IMF chief says lack of retaliation against Trump tariffs aiding global growth
Written by: Karin Strohecker and David Lawder
WASHINGTON (Reuters) – The decision of most countries not to retaliate against U.S. President Donald Trump’s tariffs is among the most important factors enhancing the resilience of the global economy, IMF Managing Director Kristalina Georgieva said on Tuesday.
Speaking at an event at the IMF and World Bank’s annual meetings in Washington, Georgieva said: “The world has so far, and I cannot emphasize this enough, chosen so far not to retaliate and to continue trading according to existing rules.” He said this prevented a debilitating tariff increase.
Earlier on Tuesday, the fund raised its 2025 global GDP growth forecast to 3.2% in its World Economic Outlook report, from a 3.0% forecast in July, but warned that a new US-China trade war threatened by Trump could significantly slow output.
In her speech at the Bretton Woods Committee event, Georgieva said that another thing that supports global growth is the decrease in the effective US customs duty rate compared to previous estimates. After calculating that Trump’s tariffs announced in April would average 23 percent, he said that rate had been reduced to about 17.5 percent because of trade deals the United States had with the European Union, Japan and other major partners.
“However, when you take exceptions to meet the need for the economy to function well, we calculate the effective tariff collected at between 9% and 10%, so the burden is two times less than we thought,” he added.
Other factors supporting the global economy have been countries’ better policies to boost private sector development and more efficient allocation of resources, as well as the agility of companies to avoid the worst impacts of tariffs by front-loading imports and quickly realigning supply chains.
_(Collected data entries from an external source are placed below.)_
//! Pipeline module.
//!
//! This module provides the cleaning pipeline and its progress reporting.

mod builder;
pub mod progress;

pub use builder::{Pipeline, PipelineBuilder};
pub use progress::{CleaningStage, ProgressReporter, ProgressUpdate};
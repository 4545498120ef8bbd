//! Duplicate listing consolidation.
//!
//! The same property is often scraped several times, from different agencies
//! or with slightly different completeness. Rows sharing the same type, price,
//! location and bedroom count are collapsed into one record: the row with the
//! highest price is kept and its gaps are filled from the other rows.

use crate::config::ColumnNames;
use crate::error::{Result, ResultExt};
use crate::utils::{column_as_f64, column_as_strings, has_column, require_columns};
use polars::prelude::*;
use std::collections::HashMap;
use tracing::{debug, error, info};

/// Name of the provenance column holding the group size.
pub const MERGED_COUNT_COLUMN: &str = "Merged_from_n_entries";

type GroupKey = (Option<String>, Option<String>, String, Option<String>);

/// Collapses listings of the same physical property.
#[derive(Debug, Clone, Default)]
pub struct Deduplicator {
    columns: ColumnNames,
}

impl Deduplicator {
    pub fn new(columns: ColumnNames) -> Self {
        Self { columns }
    }

    /// Deduplicate, logging failures and returning an empty table instead.
    pub fn deduplicate(&self, df: &DataFrame) -> DataFrame {
        match self.try_deduplicate(df) {
            Ok(result) => result,
            Err(e) => {
                error!("Deduplication failed: {}", e);
                DataFrame::empty()
            }
        }
    }

    /// Deduplicate, reporting why the table could not be processed.
    pub fn try_deduplicate(&self, df: &DataFrame) -> Result<DataFrame> {
        if df.height() == 0 {
            return Ok(df.clone());
        }

        let cols = &self.columns;
        require_columns(
            df,
            &[&cols.property_type, &cols.price, &cols.postcode, &cols.bedrooms],
        )
        .context("Deduplication")?;

        let groups = self.group_rows(df)?;
        let prices = column_as_f64(df, &cols.price)?;

        let representatives: Vec<usize> = groups
            .iter()
            .map(|rows| pick_representative(rows, &prices))
            .collect();

        let mut columns: Vec<Column> = Vec::with_capacity(df.width());
        for column in df.get_columns() {
            let series = column.as_materialized_series();
            let nulls = series.is_null();

            let indices: Vec<IdxSize> = groups
                .iter()
                .zip(&representatives)
                .map(|(rows, &rep)| {
                    let source = if nulls.get(rep).unwrap_or(true) {
                        rows.iter()
                            .copied()
                            .find(|&row| !nulls.get(row).unwrap_or(true))
                            .unwrap_or(rep)
                    } else {
                        rep
                    };
                    source as IdxSize
                })
                .collect();

            let idx = IdxCa::from_vec("idx".into(), indices);
            columns.push(series.take(&idx)?.into_column());
        }

        let mut result = DataFrame::new(columns)?;

        if has_column(df, &cols.url) {
            let urls = column_as_strings(df, &cols.url)?;
            let joined: Vec<String> = groups.iter().map(|rows| join_urls(rows, &urls)).collect();
            result.with_column(Series::new(cols.url.as_str().into(), joined))?;
        }

        let counts = merged_counts(df, &groups)?;
        result.with_column(Series::new(MERGED_COUNT_COLUMN.into(), counts))?;

        info!(
            "Deduplication: {} rows -> {} properties ({} duplicates merged)",
            df.height(),
            result.height(),
            df.height() - result.height()
        );

        Ok(result)
    }

    /// Row indices per group, groups ordered by first appearance.
    fn group_rows(&self, df: &DataFrame) -> Result<Vec<Vec<usize>>> {
        let cols = &self.columns;
        let types = column_as_strings(df, &cols.property_type)?;
        let prices = column_as_strings(df, &cols.price)?;
        let bedrooms = column_as_strings(df, &cols.bedrooms)?;
        let locations = self.location_keys(df)?;

        let mut index: HashMap<GroupKey, usize> = HashMap::new();
        let mut groups: Vec<Vec<usize>> = Vec::new();

        for (row, location) in locations.into_iter().enumerate() {
            let key = (
                types[row].clone(),
                prices[row].clone(),
                location,
                bedrooms[row].clone(),
            );
            match index.get(&key) {
                Some(&group) => groups[group].push(row),
                None => {
                    index.insert(key, groups.len());
                    groups.push(vec![row]);
                }
            }
        }

        debug!("{} rows form {} groups", df.height(), groups.len());
        Ok(groups)
    }

    /// Street, number, postal code and city joined by a single space.
    fn location_keys(&self, df: &DataFrame) -> Result<Vec<String>> {
        let cols = &self.columns;
        let mut parts: Vec<Vec<Option<String>>> = Vec::with_capacity(4);
        for name in [&cols.street, &cols.number, &cols.postcode, &cols.locality] {
            if has_column(df, name) {
                parts.push(column_as_strings(df, name)?);
            }
        }

        Ok((0..df.height())
            .map(|row| {
                parts
                    .iter()
                    .map(|part| part[row].as_deref().map(str::trim).unwrap_or(""))
                    .collect::<Vec<_>>()
                    .join(" ")
            })
            .collect())
    }
}

/// Highest parsed price wins; the first row wins ties and unparseable groups.
fn pick_representative(rows: &[usize], prices: &[Option<f64>]) -> usize {
    let mut best = rows[0];
    let mut best_price = prices[best];
    for &row in &rows[1..] {
        if let Some(price) = prices[row]
            && best_price.is_none_or(|current| price > current)
        {
            best = row;
            best_price = Some(price);
        }
    }
    best
}

fn join_urls(rows: &[usize], urls: &[Option<String>]) -> String {
    let mut seen: Vec<&str> = Vec::new();
    for &row in rows {
        if let Some(url) = urls[row].as_deref().map(str::trim)
            && !url.is_empty()
            && !seen.contains(&url)
        {
            seen.push(url);
        }
    }
    seen.join(";")
}

/// Group sizes. A table that was already deduplicated carries its own counts,
/// which are summed so the total still matches the raw row count.
fn merged_counts(df: &DataFrame, groups: &[Vec<usize>]) -> Result<Vec<i64>> {
    if !has_column(df, MERGED_COUNT_COLUMN) {
        return Ok(groups.iter().map(|rows| rows.len() as i64).collect());
    }

    let previous = column_as_f64(df, MERGED_COUNT_COLUMN)?;
    Ok(groups
        .iter()
        .map(|rows| {
            rows.iter()
                .map(|&row| previous[row].map(|v| v.max(1.0) as i64).unwrap_or(1))
                .sum()
        })
        .collect())
}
However, he said resilience could also be tested by stretched valuations in global markets, particularly in the technology sector, which has led to a strong market rally this year.
“It’s a bet, a very big bet,” he said. “If it pays off, fantastic, then our problem with low growth will disappear, because we will see an increase in productivity and we will see an increase in growth. But what if it happens gradually or not fully. What then?”
IMF chief economist Pierre-Olivier Gourinchas told Reuters earlier that the surge in AI investment could lead to a crash similar to the dotcom crash that burned stock investors in 2000, but that it would not likely result in a systemic crisis because it was not financed by debt.